Thursday, 18 June 2015

Oops, where did George go?

A street in Bickington, taken in about 1900.
I believe that George's family lived in a house very much like these.

George was born in 1851 and spent his childhood, with four sisters and seven brothers, in the village of Bickington, a small enclave in the parish of Fremington in northern Devon.  His father William was an agricultural labourer, and as the children grew up, several of them also went to work for local farmers when they were still in their teens.  One would expect young George to do the same.  I’ve found him as a 10 year old schoolboy in the 1861 census, but in 1871, when he was 20, he seems to have eluded the census-taker (and not for the last time – but more on that later).  His parents and siblings are easy to find, but there's no sign of George.

In 1875, he shows up in Plymouth, getting married. But when did he go there, and why?

From Bickington to Plymouth - it looks like a long way,
but today it's just 60 miles or so down the A386.
But why did George make the journey sometime before 1875?

Jumping way ahead. George’s obituary says that he was in the Royal Marines – if so, that would explain why he was in Plymouth, and it might also explain why he ‘disappeared’ in 1871.  Although ships’ companies should have been enumerated in the UK census, wherever they were in the world, it’s quite possible that some were missed, or lost.  However, other than the obituary (which was written by a friend who made a few mistakes about other things), I’ve found no evidence whatsoever that George ever joined the Royal Marines or any other branch of the services.  So where did his friend, many years later, get that idea?  Apparently George, or perhaps one of his children, told him something along those lines.  

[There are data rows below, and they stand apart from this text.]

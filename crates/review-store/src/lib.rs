//! Persistence layer for reviewlens.
//!
//! Provisions the three-table relational schema in SQLite and loads raw
//! reviews, processed reviews and bank summaries with one transaction per
//! batch.

pub mod schema;
pub mod store;

pub use store::{ReviewStore, StoreError};
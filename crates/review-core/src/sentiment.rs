//! Sentiment labeling for review text.
//!
//! The pipeline only depends on the [`SentimentClassifier`] seam; the
//! shipped implementation is a deterministic lexicon classifier. A
//! transformer-backed model can be slotted in behind the same trait
//! without touching the pipeline.

use std::collections::HashSet;

use crate::models::{Sentiment, SentimentLabel};

// ── SentimentClassifier ───────────────────────────────────────────────────────

/// Interface for anything that can score a review text.
pub trait SentimentClassifier {
    /// Classify `text`, returning a label and a confidence in `[0.5, 1.0]`.
    fn classify(&self, text: &str) -> Sentiment;
}

// ── LexiconClassifier ─────────────────────────────────────────────────────────

/// Word-list classifier tuned for app-store review language.
///
/// Tokens are matched exactly (lowercased, stripped of surrounding
/// punctuation); the label follows the majority of positive vs. negative
/// hits and the score reflects the margin between them.
pub struct LexiconClassifier {
    positive_words: HashSet<&'static str>,
    negative_words: HashSet<&'static str>,
}

impl LexiconClassifier {
    pub fn new() -> Self {
        Self {
            positive_words: Self::build_positive_lexicon(),
            negative_words: Self::build_negative_lexicon(),
        }
    }

    fn build_positive_lexicon() -> HashSet<&'static str> {
        [
            "good", "great", "excellent", "amazing", "awesome", "love", "loved", "like",
            "liked", "best", "nice", "perfect", "fast", "quick", "easy", "simple", "smooth",
            "reliable", "helpful", "useful", "convenient", "secure", "stable", "responsive",
            "improved", "better", "wonderful", "fantastic", "super", "works", "working",
            "thanks", "thank", "happy", "satisfied", "recommend", "recommended", "intuitive",
            "friendly", "clean", "efficient",
        ]
        .into_iter()
        .collect()
    }

    fn build_negative_lexicon() -> HashSet<&'static str> {
        [
            "bad", "worst", "terrible", "horrible", "awful", "hate", "hated", "poor",
            "slow", "laggy", "lag", "crash", "crashes", "crashed", "crashing", "bug",
            "bugs", "buggy", "broken", "error", "errors", "fail", "fails", "failed",
            "failing", "failure", "stuck", "freeze", "freezes", "frozen", "useless",
            "annoying", "frustrating", "disappointed", "disappointing", "unable", "cannot",
            "cant", "wont", "problem", "problems", "issue", "issues", "wrong", "scam",
            "unreliable", "insecure", "uninstall", "uninstalled", "waste", "worse",
        ]
        .into_iter()
        .collect()
    }

    /// Lowercased alphanumeric tokens of `text`.
    fn tokens(text: &str) -> Vec<String> {
        text.to_lowercase()
            .split(|c: char| !c.is_alphanumeric())
            .filter(|t| !t.is_empty())
            .map(str::to_string)
            .collect()
    }
}

impl Default for LexiconClassifier {
    fn default() -> Self {
        Self::new()
    }
}

impl SentimentClassifier for LexiconClassifier {
    fn classify(&self, text: &str) -> Sentiment {
        let tokens = Self::tokens(text);

        let positive = tokens
            .iter()
            .filter(|t| self.positive_words.contains(t.as_str()))
            .count();
        let negative = tokens
            .iter()
            .filter(|t| self.negative_words.contains(t.as_str()))
            .count();

        let label = match positive.cmp(&negative) {
            std::cmp::Ordering::Greater => SentimentLabel::Positive,
            std::cmp::Ordering::Less => SentimentLabel::Negative,
            std::cmp::Ordering::Equal => SentimentLabel::Neutral,
        };

        // Margin between the two counts, mapped into [0.5, 1.0]; no hits
        // at all means no signal.
        let hits = positive + negative;
        let score = if hits == 0 {
            0.5
        } else {
            0.5 + 0.5 * (positive.abs_diff(negative) as f64 / hits as f64)
        };

        Sentiment { label, score }
    }
}

// ── Tests ─────────────────────────────────────────────────────────────────────
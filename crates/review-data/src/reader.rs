//! CSV discovery and typed loading for review files.
//!
//! Discovery is tolerant (a missing directory is an empty result, logged);
//! row parsing is not: one malformed row fails the whole batch with a
//! diagnostic naming the file and record, so bad data never slips into the
//! database half-loaded.

use std::fs::File;
use std::path::{Path, PathBuf};

use serde::de::DeserializeOwned;
use serde::Serialize;
use tracing::{debug, warn};

use review_core::error::{EtlError, Result};
use review_core::models::{ProcessedReview, Review};

// ── Discovery ─────────────────────────────────────────────────────────────────

/// Find all `.csv` files recursively under `dir`, sorted by path.
pub fn find_csv_files(dir: &Path) -> Vec<PathBuf> {
    if !dir.exists() {
        warn!("Data path does not exist: {}", dir.display());
        return Vec::new();
    }

    let mut files: Vec<PathBuf> = walkdir::WalkDir::new(dir)
        .follow_links(true)
        .into_iter()
        .filter_map(|entry| entry.ok())
        .filter(|entry| {
            entry.file_type().is_file()
                && entry
                    .path()
                    .extension()
                    .map(|ext| ext == "csv")
                    .unwrap_or(false)
        })
        .map(|entry| entry.into_path())
        .collect();

    files.sort();
    files
}

/// The newest CSV under `dir`.
///
/// Scraped files carry a sortable timestamp in their name, so the last
/// path in sorted order is the latest run.
pub fn latest_csv_file(dir: &Path) -> Result<PathBuf> {
    if !dir.exists() {
        return Err(EtlError::DataPathNotFound(dir.to_path_buf()));
    }
    find_csv_files(dir)
        .pop()
        .ok_or_else(|| EtlError::NoDataFiles(dir.to_path_buf()))
}

// ── Loading ───────────────────────────────────────────────────────────────────

/// Load raw reviews from a CSV file.
pub fn load_raw_reviews(path: &Path) -> Result<Vec<Review>> {
    load_rows(path)
}

/// Load processed reviews from a CSV file.
pub fn load_processed_reviews(path: &Path) -> Result<Vec<ProcessedReview>> {
    load_rows(path)
}

fn load_rows<T: DeserializeOwned>(path: &Path) -> Result<Vec<T>> {
    let file = File::open(path).map_err(|source| EtlError::FileRead {
        path: path.to_path_buf(),
        source,
    })?;

    let mut reader = csv::Reader::from_reader(file);
    let mut rows = Vec::new();

    for (index, result) in reader.deserialize::<T>().enumerate() {
        let row = result.map_err(|e| EtlError::MalformedRow {
            path: path.to_path_buf(),
            // Header is record 0; data records are 1-based.
            record: index as u64 + 1,
            message: e.to_string(),
        })?;
        rows.push(row);
    }

    debug!("Loaded {} rows from {}", rows.len(), path.display());
    Ok(rows)
}

// ── Writing ───────────────────────────────────────────────────────────────────

/// Write raw reviews to a CSV file, creating parent directories.
pub fn write_raw_reviews(path: &Path, reviews: &[Review]) -> Result<()> {
    write_rows(path, reviews)
}

/// Write processed reviews to a CSV file, creating parent directories.
pub fn write_processed_reviews(path: &Path, reviews: &[ProcessedReview]) -> Result<()> {
    write_rows(path, reviews)
}

fn write_rows<T: Serialize>(path: &Path, rows: &[T]) -> Result<()> {
    if let Some(parent) = path.parent() {
        std::fs::create_dir_all(parent)?;
    }

    let file = File::create(path)?;
    let mut writer = csv::Writer::from_writer(file);
    for row in rows {
        writer.serialize(row).map_err(anyhow::Error::from)?;
    }
    writer.flush()?;

    debug!("Wrote {} rows to {}", rows.len(), path.display());
    Ok(())
}

// ── Tests ─────────────────────────────────────────────────────────────────────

Did George join the Navy or the Marines using the name Thomas Smith?  Well, I’ve searched for him with that name too, and haven’t found any likely candidates.  And in any case, when he got married in 1875, he was still using the name George Cockram.  His occupation at that time, according to the marriage record, was ‘labourer’.  Not very enlightening. 

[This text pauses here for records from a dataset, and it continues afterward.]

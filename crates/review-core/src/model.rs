//! Simplified latent-topic model over tokenized review text.
//!
//! A compact, fully deterministic LDA variant: counts are initialized by
//! `doc_id % num_topics`, then a bounded number of argmax reassignment
//! sweeps refine them, and the smoothed counts are normalized into the
//! two weight matrices consumed by [`crate::topics`]. Determinism matters
//! more here than statistical fidelity: the same corpus must always
//! produce the same themes.

use std::collections::HashMap;

// ── Configuration ─────────────────────────────────────────────────────────────

/// Tuning knobs for [`fit`].
#[derive(Debug, Clone)]
pub struct TopicModelConfig {
    /// Number of latent topics.
    pub num_topics: usize,
    /// Reassignment sweeps over the corpus.
    pub max_iterations: usize,
    /// Document-topic smoothing.
    pub alpha: f64,
    /// Topic-term smoothing.
    pub beta: f64,
    /// Minimum corpus frequency for a term to enter the vocabulary.
    pub min_word_freq: usize,
    /// Vocabulary size cap.
    pub max_vocab_size: usize,
}

impl Default for TopicModelConfig {
    fn default() -> Self {
        Self {
            num_topics: 5,
            max_iterations: 10,
            alpha: 0.1,
            beta: 0.01,
            min_word_freq: 2,
            max_vocab_size: 1000,
        }
    }
}

// ── FittedTopicModel ──────────────────────────────────────────────────────────

/// Output of [`fit`]: the vocabulary and the two weight matrices.
#[derive(Debug, Clone)]
pub struct FittedTopicModel {
    /// Terms admitted into the model, frequency-descending.
    pub vocabulary: Vec<String>,
    /// topics × vocabulary term weights.
    pub topic_term_weights: Vec<Vec<f64>>,
    /// documents × topics weights. A document with no in-vocabulary
    /// token gets an all-zero row, which downstream labeling treats as
    /// "no topic evidence".
    pub doc_topic_weights: Vec<Vec<f64>>,
}

// ── Fitting ───────────────────────────────────────────────────────────────────

/// Fit the topic model on pre-tokenized documents.
pub fn fit(documents: &[Vec<String>], config: &TopicModelConfig) -> FittedTopicModel {
    let vocabulary = build_vocabulary(documents, config);
    let vocab_index: HashMap<&str, usize> = vocabulary
        .iter()
        .enumerate()
        .map(|(i, w)| (w.as_str(), i))
        .collect();

    // Documents as vocabulary indices; out-of-vocabulary tokens drop out.
    let indexed: Vec<Vec<usize>> = documents
        .iter()
        .map(|doc| {
            doc.iter()
                .filter_map(|w| vocab_index.get(w.as_str()).copied())
                .collect()
        })
        .collect();

    let k = config.num_topics;
    if k == 0 {
        return FittedTopicModel {
            vocabulary,
            topic_term_weights: Vec::new(),
            doc_topic_weights: vec![Vec::new(); documents.len()],
        };
    }

    let vocab_len = vocabulary.len();
    let mut term_topic_counts = vec![vec![0usize; k]; vocab_len];
    let mut doc_topic_counts = vec![vec![0usize; k]; indexed.len()];
    let mut topic_totals = vec![0usize; k];

    // Deterministic initialization: every token of document d starts in
    // topic d % k.
    let mut assignments: Vec<Vec<usize>> = Vec::with_capacity(indexed.len());
    for (doc_id, doc) in indexed.iter().enumerate() {
        let topic = doc_id % k;
        for &word in doc {
            term_topic_counts[word][topic] += 1;
            doc_topic_counts[doc_id][topic] += 1;
            topic_totals[topic] += 1;
        }
        assignments.push(vec![topic; doc.len()]);
    }

    // Argmax reassignment sweeps.
    for _ in 0..config.max_iterations {
        let mut changed = false;
        for (doc_id, doc) in indexed.iter().enumerate() {
            for (pos, &word) in doc.iter().enumerate() {
                let old = assignments[doc_id][pos];
                term_topic_counts[word][old] -= 1;
                doc_topic_counts[doc_id][old] -= 1;
                topic_totals[old] -= 1;

                let new = best_topic(
                    word,
                    doc_id,
                    &term_topic_counts,
                    &doc_topic_counts,
                    &topic_totals,
                    config,
                    vocab_len,
                );

                term_topic_counts[word][new] += 1;
                doc_topic_counts[doc_id][new] += 1;
                topic_totals[new] += 1;
                assignments[doc_id][pos] = new;
                changed |= new != old;
            }
        }
        if !changed {
            break;
        }
    }

    let topic_term_weights = normalize_topic_terms(&term_topic_counts, &topic_totals, config);
    let doc_topic_weights = normalize_doc_topics(&doc_topic_counts, config);

    FittedTopicModel {
        vocabulary,
        topic_term_weights,
        doc_topic_weights,
    }
}

// ── Internal ──────────────────────────────────────────────────────────────────

/// Frequency-filtered, capped vocabulary; frequency descending with
/// alphabetical tie-break so the result is stable across runs.
fn build_vocabulary(documents: &[Vec<String>], config: &TopicModelConfig) -> Vec<String> {
    let mut counts: HashMap<&str, usize> = HashMap::new();
    for doc in documents {
        for word in doc {
            *counts.entry(word.as_str()).or_insert(0) += 1;
        }
    }

    let mut terms: Vec<(&str, usize)> = counts
        .into_iter()
        .filter(|(_, count)| *count >= config.min_word_freq)
        .collect();
    terms.sort_by(|a, b| b.1.cmp(&a.1).then_with(|| a.0.cmp(b.0)));
    terms.truncate(config.max_vocab_size);

    terms.into_iter().map(|(word, _)| word.to_string()).collect()
}

/// Deterministic argmax of the smoothed word/document topic affinity;
/// ties go to the lowest topic index.
fn best_topic(
    word: usize,
    doc_id: usize,
    term_topic_counts: &[Vec<usize>],
    doc_topic_counts: &[Vec<usize>],
    topic_totals: &[usize],
    config: &TopicModelConfig,
    vocab_len: usize,
) -> usize {
    let doc_total: usize = doc_topic_counts[doc_id].iter().sum();
    let k = config.num_topics;

    let mut best = 0;
    let mut best_score = f64::MIN;
    for topic in 0..k {
        let word_prob = (term_topic_counts[word][topic] as f64 + config.beta)
            / (topic_totals[topic] as f64 + vocab_len as f64 * config.beta);
        let doc_prob = (doc_topic_counts[doc_id][topic] as f64 + config.alpha)
            / (doc_total as f64 + k as f64 * config.alpha);
        let score = word_prob * doc_prob;
        if score > best_score {
            best_score = score;
            best = topic;
        }
    }
    best
}

/// topics × vocabulary smoothed weights.
fn normalize_topic_terms(
    term_topic_counts: &[Vec<usize>],
    topic_totals: &[usize],
    config: &TopicModelConfig,
) -> Vec<Vec<f64>> {
    let vocab_len = term_topic_counts.len();
    (0..config.num_topics)
        .map(|topic| {
            (0..vocab_len)
                .map(|word| {
                    (term_topic_counts[word][topic] as f64 + config.beta)
                        / (topic_totals[topic] as f64 + vocab_len as f64 * config.beta)
                })
                .collect()
        })
        .collect()
}

/// documents × topics weights; empty documents stay all-zero.
fn normalize_doc_topics(doc_topic_counts: &[Vec<usize>], config: &TopicModelConfig) -> Vec<Vec<f64>> {
    let k = config.num_topics;
    doc_topic_counts
        .iter()
        .map(|counts| {
            let total: usize = counts.iter().sum();
            if total == 0 {
                return vec![0.0; k];
            }
            counts
                .iter()
                .map(|&count| {
                    (count as f64 + config.alpha) / (total as f64 + k as f64 * config.alpha)
                })
                .collect()
        })
        .collect()
}

// ── Tests ─────────────────────────────────────────────────────────────────────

So what did George get up to as a young man?  Was he a deserter from the Marines, and his records there have simply gone missing?  But if he deserted, he wouldn't be likely to tell anyone that he had ever enlisted, so I think that's not likely.  Did he commit a crime of some sort and escape the clutches of the law?  Did he get a girl pregnant and run away from his responsibilities?  Or get into serious debt that he couldn't repay?

But let's not forget that George didn't change his name until he left the country, after he was married in 1875.  So it seems fair to assume that 'whatever it was' happened after the wedding.  Hmmmm....


  1. Hi Linda. I have just discovered your blog and I must say you are keeping me very interested! Great work.

  2. Thanks, Sharn - glad to have you aboard!